The successor of multiple historical Canadian mining and energy companies, EWL Management Limited was an Alberta based corporation that owned five decommissioned mines in Ontario, including three former uranium mines. 

The company was one of seven companies in Canada which managed decommissioned uranium mines and, as of 2016, held 2% of all uranium tailings in Canada.

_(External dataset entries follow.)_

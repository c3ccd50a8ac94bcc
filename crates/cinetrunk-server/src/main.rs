//! CineTrunk server binary.
//!
//! Reads `config.toml` (or the path given with `--config`) plus `CINETRUNK_*`
//! environment overrides, opens the SQLite store, starts the activity reaper
//! and serves the JSON API under `/api`.

mod reaper;
mod settings;

use std::{path::PathBuf, sync::Arc};

use anyhow::Context as _;
use axum::Router;
use cinetrunk_api::{
  AppState,
  auth::AuthConfig,
  moviedb::MovieDbClient,
};
use cinetrunk_store_sqlite::SqliteStore;
use clap::Parser;
use tokio::net::TcpListener;
use tower_http::{cors::CorsLayer, timeout::TimeoutLayer, trace::TraceLayer};
use tracing::level_filters::LevelFilter;
use tracing_subscriber::EnvFilter;

use crate::settings::ServerConfig;

#[derive(Parser)]
#[command(author, version, about = "CineTrunk API server")]
struct Cli {
  /// Path to the TOML configuration file.
  #[arg(short, long, default_value = "config.toml")]
  config: PathBuf,

  /// Purge expired activities once and exit.
  #[arg(long)]
  purge_expired: bool,
}

#[tokio::main]
async fn main() -> anyhow::Result<()> {
  // Initialise tracing.
  tracing_subscriber::fmt()
    .with_env_filter(
      EnvFilter::builder()
        .with_default_directive(LevelFilter::INFO.into())
        .from_env_lossy(),
    )
    .init();

  let cli = Cli::parse();

  // Load configuration.
  let server_cfg = ServerConfig::load(&cli.config)
    .with_context(|| format!("failed to load configuration from {:?}", cli.config))?;

  // Open SQLite store.
  let store_path = server_cfg.resolved_store_path();
  let store = Arc::new(
    SqliteStore::open(&store_path)
      .await
      .with_context(|| format!("failed to open store at {store_path:?}"))?,
  );

  // Helper mode: one sweep and exit.
  if cli.purge_expired {
    let removed = reaper::sweep(store.as_ref()).await;
    tracing::info!(removed, "purged expired activities");
    return Ok(());
  }

  if server_cfg.movie_db.api_key.is_none() {
    tracing::warn!("movie_db.api_key is not set; /api/moviesdb requests will fail");
  }

  // Build application state.
  let state = AppState {
    store:    store.clone(),
    auth:     Arc::new(AuthConfig {
      jwt_secret: server_cfg.jwt_secret.clone(),
      token_ttl:  server_cfg.token_ttl(),
    }),
    movie_db: Arc::new(
      MovieDbClient::new(server_cfg.movie_db.clone())
        .context("failed to build movie database client")?,
    ),
  };

  let _reaper = reaper::spawn(store, server_cfg.reap_interval());

  let app = Router::new()
    .nest("/api", cinetrunk_api::api_router(state))
    .layer(TimeoutLayer::new(server_cfg.request_timeout()))
    .layer(CorsLayer::permissive())
    .layer(TraceLayer::new_for_http());

  let address = server_cfg.address();
  tracing::info!("Listening on http://{address}");
  let listener = TcpListener::bind(&address)
    .await
    .with_context(|| format!("failed to bind {address}"))?;

  axum::serve(listener, app).await.context("server error")?;

  Ok(())
}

The company was a subsidiary of Ovintiv, and dissolved into Ovintiv in February 2022.

Corporate history 
In 1996, Conwest Exploration Company Limited was acquired by Alberta Energy Company, which became AEC West. AEC became Encana with legacy mines being moved into the holding of subsidiary EWL Management.  

The company was registered on October 17, 2007 in Alberta, originally as 356823 Alberta Ltd, changing its name to EWL Management Limited in 2009.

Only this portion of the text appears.